» **EXERCISE**
All entries should be printed precisely as written.

» **MATERIAL FOR THIS TASK**
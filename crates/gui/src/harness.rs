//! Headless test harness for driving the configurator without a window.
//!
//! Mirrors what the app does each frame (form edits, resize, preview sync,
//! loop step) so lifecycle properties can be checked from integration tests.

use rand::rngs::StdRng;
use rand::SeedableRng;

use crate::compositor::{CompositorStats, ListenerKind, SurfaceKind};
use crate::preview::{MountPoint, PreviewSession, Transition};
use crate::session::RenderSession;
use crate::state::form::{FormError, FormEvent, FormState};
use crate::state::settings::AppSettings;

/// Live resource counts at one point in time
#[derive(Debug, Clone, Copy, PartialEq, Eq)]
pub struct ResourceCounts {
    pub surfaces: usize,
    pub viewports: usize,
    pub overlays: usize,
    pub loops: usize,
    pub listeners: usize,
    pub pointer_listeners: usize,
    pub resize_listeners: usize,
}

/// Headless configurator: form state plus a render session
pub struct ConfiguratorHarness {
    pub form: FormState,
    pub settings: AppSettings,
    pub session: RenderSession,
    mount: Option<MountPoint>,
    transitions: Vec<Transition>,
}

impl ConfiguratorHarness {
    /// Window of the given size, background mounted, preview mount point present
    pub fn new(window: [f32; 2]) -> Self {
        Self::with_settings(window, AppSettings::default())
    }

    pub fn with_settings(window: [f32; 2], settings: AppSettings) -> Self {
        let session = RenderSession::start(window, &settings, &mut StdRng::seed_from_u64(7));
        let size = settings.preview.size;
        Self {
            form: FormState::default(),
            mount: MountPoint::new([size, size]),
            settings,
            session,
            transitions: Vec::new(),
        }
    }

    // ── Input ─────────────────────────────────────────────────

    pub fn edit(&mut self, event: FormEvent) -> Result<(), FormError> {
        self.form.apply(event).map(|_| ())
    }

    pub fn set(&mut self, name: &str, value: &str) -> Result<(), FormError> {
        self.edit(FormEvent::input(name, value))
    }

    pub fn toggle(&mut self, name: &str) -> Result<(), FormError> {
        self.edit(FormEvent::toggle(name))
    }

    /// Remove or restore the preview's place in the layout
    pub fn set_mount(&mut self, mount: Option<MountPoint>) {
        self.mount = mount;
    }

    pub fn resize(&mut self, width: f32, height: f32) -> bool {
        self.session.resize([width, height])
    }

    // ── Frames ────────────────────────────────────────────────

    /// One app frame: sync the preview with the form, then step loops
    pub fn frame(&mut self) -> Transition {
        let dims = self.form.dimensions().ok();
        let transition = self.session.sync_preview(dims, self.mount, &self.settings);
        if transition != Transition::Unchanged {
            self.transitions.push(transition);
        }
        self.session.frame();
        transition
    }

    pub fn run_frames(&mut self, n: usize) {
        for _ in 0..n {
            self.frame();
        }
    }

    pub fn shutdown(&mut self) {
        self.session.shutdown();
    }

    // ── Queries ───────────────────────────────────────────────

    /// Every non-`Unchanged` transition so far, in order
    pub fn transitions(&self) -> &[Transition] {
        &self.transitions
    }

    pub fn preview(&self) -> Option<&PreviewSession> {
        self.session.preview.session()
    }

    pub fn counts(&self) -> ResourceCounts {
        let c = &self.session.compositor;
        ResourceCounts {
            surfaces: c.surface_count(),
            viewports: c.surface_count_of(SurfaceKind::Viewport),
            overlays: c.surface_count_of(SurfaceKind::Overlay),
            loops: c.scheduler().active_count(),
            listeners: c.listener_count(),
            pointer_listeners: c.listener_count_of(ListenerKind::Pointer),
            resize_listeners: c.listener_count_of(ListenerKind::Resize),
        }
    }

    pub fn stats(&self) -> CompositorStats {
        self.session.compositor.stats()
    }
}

» **ANSWER**
filename crates/gui/src/harness.rs
//! Headless test harness for driving the configurator without a window.
//!
//! Mirrors what the app does each frame (form edits, resize, preview sync,
//! loop step) so lifecycle properties can be checked from integration tests.

use rand::rngs::StdRng;
use rand::SeedableRng;

use crate::compositor::{CompositorStats, ListenerKind, SurfaceKind};
use crate::preview::{MountPoint, PreviewSession, Transition};
use crate::session::RenderSession;
use crate::state::form::{FormError, FormEvent, FormState};
use crate::state::settings::AppSettings;

/// Live resource counts at one point in time
#[derive(Debug, Clone, Copy, PartialEq, Eq)]
pub struct ResourceCounts {
    pub surfaces: usize,
    pub viewports: usize,
    pub overlays: usize,
    pub loops: usize,
    pub listeners: usize,
    pub pointer_listeners: usize,
    pub resize_listeners: usize,
}

/// Headless configurator: form state plus a render session
pub struct ConfiguratorHarness {
    pub form: FormState,
    pub settings: AppSettings,
    pub session: RenderSession,
    mount: Option<MountPoint>,
    transitions: Vec<Transition>,
}

impl ConfiguratorHarness {
    /// Window of the given size, background mounted, preview mount point present
    pub fn new(window: [f32; 2]) -> Self {
        Self::with_settings(window, AppSettings::default())
    }

    pub fn with_settings(window: [f32; 2], settings: AppSettings) -> Self {
        let session = RenderSession::start(window, &settings, &mut StdRng::seed_from_u64(7));
        let size = settings.preview.size;
        Self {
            form: FormState::default(),
            mount: MountPoint::new([size, size]),
            settings,
            session,
            transitions: Vec::new(),
        }
    }

    // ── Input ─────────────────────────────────────────────────

    pub fn edit(&mut self, event: FormEvent) -> Result<(), FormError> {
        self.form.apply(event).map(|_| ())
    }

    pub fn set(&mut self, name: &str, value: &str) -> Result<(), FormError> {
        self.edit(FormEvent::input(name, value))
    }

    pub fn toggle(&mut self, name: &str) -> Result<(), FormError> {
        self.edit(FormEvent::toggle(name))
    }

    /// Remove or restore the preview's place in the layout
    pub fn set_mount(&mut self, mount: Option<MountPoint>) {
        self.mount = mount;
    }

    pub fn resize(&mut self, width: f32, height: f32) -> bool {
        self.session.resize([width, height])
    }

    // ── Frames ────────────────────────────────────────────────

    /// One app frame: sync the preview with the form, then step loops
    pub fn frame(&mut self) -> Transition {
        let dims = self.form.dimensions().ok();
        let transition = self.session.sync_preview(dims, self.mount, &self.settings);
        if transition != Transition::Unchanged {
            self.transitions.push(transition);
        }
        self.session.frame();
        transition
    }

    pub fn run_frames(&mut self, n: usize) {
        for _ in 0..n {
            self.frame();
        }
    }

    pub fn shutdown(&mut self) {
        self.session.shutdown();
    }

    // ── Queries ───────────────────────────────────────────────

    /// Every non-`Unchanged` transition so far, in order
    pub fn transitions(&self) -> &[Transition] {
        &self.transitions
    }

    pub fn preview(&self) -> Option<&PreviewSession> {
        self.session.preview.session()
    }

    pub fn counts(&self) -> ResourceCounts {
        let c = &self.session.compositor;
        ResourceCounts {
            surfaces: c.surface_count(),
            viewports: c.surface_count_of(SurfaceKind::Viewport),
            overlays: c.surface_count_of(SurfaceKind::Overlay),
            loops: c.scheduler().active_count(),
            listeners: c.listener_count(),
            pointer_listeners: c.listener_count_of(ListenerKind::Pointer),
            resize_listeners: c.listener_count_of(ListenerKind::Resize),
        }
    }

    pub fn stats(&self) -> CompositorStats {
        self.session.compositor.stats()
    }
}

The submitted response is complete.